Kyle Remley, Farzad Rahnema
Nuclear Science and Engineering | Volume 183 | Number 2 | June 2016 | Pages 161-172
Technical Paper | doi.org/10.13182/NSE15-97
Articles are hosted by Taylor and Francis Online.
This paper presents a formulation for a method for the adaptive selection of angular flux expansion orders for use in COarse MEsh radiation Transport (COMET) method solutions to whole-core reactor problems. An important aspect of the COMET method is an assumed angular flux expansion on mesh interfaces. Previously, this expansion was held constant throughout a problem. However, the adaptive method described in this paper chooses the angular flux expansions automatically and allows them to vary between meshes.
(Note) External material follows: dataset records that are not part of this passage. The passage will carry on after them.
#[cfg(test)]
mod tests {
    use super::*;
    use crate::catalog::GradebookSnapshot;
    use crate::testing::{assignment, category, member, score, CourseBuilder};

    const COURSE: &str = "PSYC-1F90";

    fn close(a: f64, b: f64) -> bool {
        (a - b).abs() < 1e-9
    }

    fn compute(
        snapshot: &GradebookSnapshot,
        mode: AggregationMode,
        student: &str,
    ) -> Result<StudentGradeResult, AggregationFailure> {
        GradeAggregator::new(snapshot, COURSE, mode, &snapshot.assignments).compute(student)
    }

    #[test]
    fn rounding_is_half_up() {
        assert_eq!(round_half_up(84.5), 85);
        assert_eq!(round_half_up(84.49), 84);
        assert_eq!(round_half_up(0.0), 0);
        assert_eq!(round_half_up(99.999), 100);
    }

    #[test]
    fn parse_score_treats_blank_as_ungraded() {
        assert_eq!(parse_score(1, None).unwrap(), None);
        assert_eq!(parse_score(1, Some("   ")).unwrap(), None);
        assert_eq!(parse_score(1, Some(" 7.5 ")).unwrap(), Some(7.5));
        assert!(matches!(
            parse_score(4, Some("A-")),
            Err(GradeError::Parse { assignment_id: 4, .. })
        ));
        assert!(parse_score(4, Some("NaN")).is_err());
    }

    #[test]
    fn override_bypasses_assignment_arithmetic() {
        let snapshot = CourseBuilder::new(COURSE, 1)
            .assignment(assignment(1, 10.0, None))
            .member(member("u-1"))
            .score(score(1, "u-1", "not a number"))
            .override_grade("u-1", 62.5)
            .build();

        let result = compute(&snapshot, AggregationMode::Uncategorized, "u-1").unwrap();
        assert_eq!(result.percentage, 62.5);
        assert_eq!(result.rounded_grade, 63);
        assert!(result.overridden);
    }

    #[test]
    fn simple_mode_excludes_ungraded_from_denominator() {
        let snapshot = CourseBuilder::new(COURSE, 1)
            .assignment(assignment(1, 10.0, None))
            .assignment(assignment(2, 20.0, None))
            .assignment(assignment(3, 50.0, None))
            .score(score(1, "u-1", "8"))
            .score(score(2, "u-1", "15"))
            .score(score(3, "u-1", ""))
            .build();

        let result = compute(&snapshot, AggregationMode::Uncategorized, "u-1").unwrap();
        assert!(close(result.percentage, 23.0 * 100.0 / 30.0));
        assert_eq!(result.rounded_grade, 77);
        assert!(!result.overridden);
    }

    #[test]
    fn simple_categories_ignore_category_membership() {
        let snapshot = CourseBuilder::new(COURSE, 2)
            .assignment(assignment(1, 10.0, Some(7)))
            .assignment(assignment(2, 40.0, Some(8)))
            .score(score(1, "u-1", "5"))
            .score(score(2, "u-1", "40"))
            .build();

        let result = compute(&snapshot, AggregationMode::CategorizedSimple, "u-1").unwrap();
        assert!(close(result.percentage, 90.0));
    }

    #[test]
    fn no_graded_assignments_is_degenerate() {
        let snapshot = CourseBuilder::new(COURSE, 1)
            .assignment(assignment(1, 10.0, None))
            .build();

        let failure = compute(&snapshot, AggregationMode::Uncategorized, "u-1").unwrap_err();
        assert!(matches!(
            failure.error,
            GradeError::DegenerateDenominator {
                denominator: Denominator::TotalPossible,
                ..
            }
        ));
        assert_eq!(failure.student_id.as_deref(), Some("u-1"));
    }

    #[test]
    fn drop_lowest_subtracts_one_assignment_from_possible() {
        let mut quizzes = category(7, Some(0.5));
        quizzes.drop_lowest = true;
        let mut group = CategoryScores::new(7, 1);
        for value in [5.0, 7.0, 9.0] {
            group.record(10.0, Some(value));
        }

        let contribution = category_contribution(&quizzes, &group).unwrap();
        assert!(close(contribution.points, 40.0));
        assert!(close(contribution.possible, 50.0));
    }

    #[test]
    fn keep_highest_counts_last_seen_possible_points() {
        let mut best_of = category(7, Some(0.3));
        best_of.keep_highest = true;
        best_of.drop_lowest = true;
        let mut group = CategoryScores::new(7, 1);
        group.record(10.0, Some(8.0));
        group.record(10.0, Some(9.0));

        let contribution = category_contribution(&best_of, &group).unwrap();
        assert!(close(contribution.points, 9.0 * 0.3));
        assert!(close(contribution.possible, group.last_points_possible));
        assert!(close(contribution.possible, 10.0));
        assert!(group.possible > contribution.possible);
    }

    #[test]
    fn last_seen_possible_points_track_ungraded_assignments_too() {
        let mut group = CategoryScores::new(7, 1);
        group.record(10.0, Some(6.0));
        group.record(25.0, None);

        assert_eq!(group.possible, 10.0);
        assert_eq!(group.last_points_possible, 25.0);
    }

    #[test]
    fn drops_use_last_seen_points_even_with_mixed_values() {
        let mut labs = category(7, None);
        labs.drop_highest = true;
        let mut group = CategoryScores::new(7, 1);
        group.record(20.0, Some(18.0));
        group.record(10.0, Some(5.0));

        // 18 is dropped but only 10 comes off the possible points.
        let contribution = category_contribution(&labs, &group).unwrap();
        assert!(close(contribution.points, 5.0 * 100.0 / 20.0));
        assert!(close(contribution.possible, 100.0));
    }

    #[test]
    fn dropping_every_score_is_degenerate() {
        let mut quizzes = category(7, Some(0.2));
        quizzes.drop_highest = true;
        quizzes.drop_lowest = true;
        let mut group = CategoryScores::new(7, 1);
        group.record(10.0, Some(4.0));

        let err = category_contribution(&quizzes, &group).unwrap_err();
        assert!(matches!(
            err,
            GradeError::DegenerateDenominator {
                denominator: Denominator::CategoryPossible,
                ..
            }
        ));
    }

    #[test]
    fn weighted_mode_combines_categories() {
        let mut quizzes = category(7, Some(0.5));
        quizzes.drop_lowest = true;
        let exams = category(8, Some(0.5));
        let snapshot = CourseBuilder::new(COURSE, 3)
            .category(quizzes)
            .category(exams)
            .assignment(assignment(1, 10.0, Some(7)))
            .assignment(assignment(2, 10.0, Some(7)))
            .assignment(assignment(3, 10.0, Some(7)))
            .assignment(assignment(4, 100.0, Some(8)))
            .score(score(1, "u-1", "5"))
            .score(score(2, "u-1", "7"))
            .score(score(3, "u-1", "9"))
            .score(score(4, "u-1", "70"))
            .build();

        let result = compute(&snapshot, AggregationMode::CategorizedWeighted, "u-1").unwrap();
        // quizzes: 40 of 50, exams: 35 of 50
        assert!(close(result.percentage, 75.0));
        assert_eq!(result.rounded_grade, 75);
    }

    #[test]
    fn weighted_keep_highest_adds_single_score_to_possible() {
        let mut best_of = category(7, Some(0.5));
        best_of.keep_highest = true;
        let snapshot = CourseBuilder::new(COURSE, 3)
            .category(best_of)
            .assignment(assignment(1, 10.0, Some(7)))
            .assignment(assignment(2, 10.0, Some(7)))
            .score(score(1, "u-1", "8"))
            .score(score(2, "u-1", "9"))
            .build();

        let result = compute(&snapshot, AggregationMode::CategorizedWeighted, "u-1").unwrap();
        assert!(close(result.percentage, 4.5 * 100.0 / 10.0));
    }

    #[test]
    fn weighted_null_weight_counts_as_one() {
        let snapshot = CourseBuilder::new(COURSE, 3)
            .category(category(7, None))
            .assignment(assignment(1, 20.0, Some(7)))
            .score(score(1, "u-1", "15"))
            .build();

        let result = compute(&snapshot, AggregationMode::CategorizedWeighted, "u-1").unwrap();
        assert!(close(result.percentage, 75.0));
    }

    #[test]
    fn weighted_category_without_grades_contributes_nothing() {
        let snapshot = CourseBuilder::new(COURSE, 3)
            .category(category(7, Some(0.6)))
            .category(category(8, Some(0.4)))
            .assignment(assignment(1, 10.0, Some(7)))
            .assignment(assignment(2, 10.0, Some(8)))
            .score(score(1, "u-1", "6"))
            .build();

        let result = compute(&snapshot, AggregationMode::CategorizedWeighted, "u-1").unwrap();
        assert!(close(result.percentage, 60.0));
    }

    #[test]
    fn weighted_missing_category_is_reported() {
        let snapshot = CourseBuilder::new(COURSE, 3)
            .assignment(assignment(1, 10.0, Some(42)))
            .score(score(1, "u-1", "6"))
            .build();

        let failure = compute(&snapshot, AggregationMode::CategorizedWeighted, "u-1").unwrap_err();
        assert!(matches!(
            failure.error,
            GradeError::MissingCategory {
                assignment_id: 1,
                category_id: Some(42)
            }
        ));
        assert_eq!(failure.category_id, Some(42));
        assert!(failure.trace.contains("student: u-1"));
    }

    #[test]
    fn weighted_uncategorized_assignment_is_reported() {
        let snapshot = CourseBuilder::new(COURSE, 3)
            .assignment(assignment(1, 10.0, None))
            .score(score(1, "u-1", "6"))
            .build();

        let failure = compute(&snapshot, AggregationMode::CategorizedWeighted, "u-1").unwrap_err();
        assert!(matches!(
            failure.error,
            GradeError::MissingCategory {
                category_id: None,
                ..
            }
        ));
    }

    #[test]
    fn failure_keeps_running_totals() {
        let snapshot = CourseBuilder::new(COURSE, 1)
            .assignment(assignment(1, 10.0, None))
            .assignment(assignment(2, 10.0, None))
            .score(score(1, "u-1", "9"))
            .score(score(2, "u-1", "nine"))
            .build();

        let failure = compute(&snapshot, AggregationMode::Uncategorized, "u-1").unwrap_err();
        assert!(close(failure.total_points, 9.0));
        assert!(close(failure.total_possible, 10.0));
        assert!(failure.trace.contains("assignment: 2; score: nine"));
    }
}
To demonstrate the method, a pressurized water reactor benchmark problem with UO2 and mixed oxide fuel assemblies is solved. Three different configurations for different insertions of control rods were considered. For all configurations, the agreement between the standard and adaptive COMET solutions was excellent, with eigenvalue agreement being 2 pcm or less and average pin fission errors never exceeding 0.1%. Increases in computational efficiency by factors of 2 to 2.6 were observed over standard COMET solutions employing the full flux expansion considered in the problem. In addition, a lower flux expansion suggested by literature as well as the results of the adaptive calculation was used in the standard COMET method to solve the problem. The adaptive COMET solution has a run time similar to this lower expansion, which is to be expected since many of the flux expansions chosen with the adaptive method match this lower flux expansion. The results of this study are encouraging and imply that adaptive COMET solutions improve upon the standard method by increasing computational efficiency when a flux expansion is used that is higher than required for desired accuracy. The method also limits the need for intuition and numerical experimentation in achieving flux expansions that result in COMET calculations that achieve satisfactory accuracy.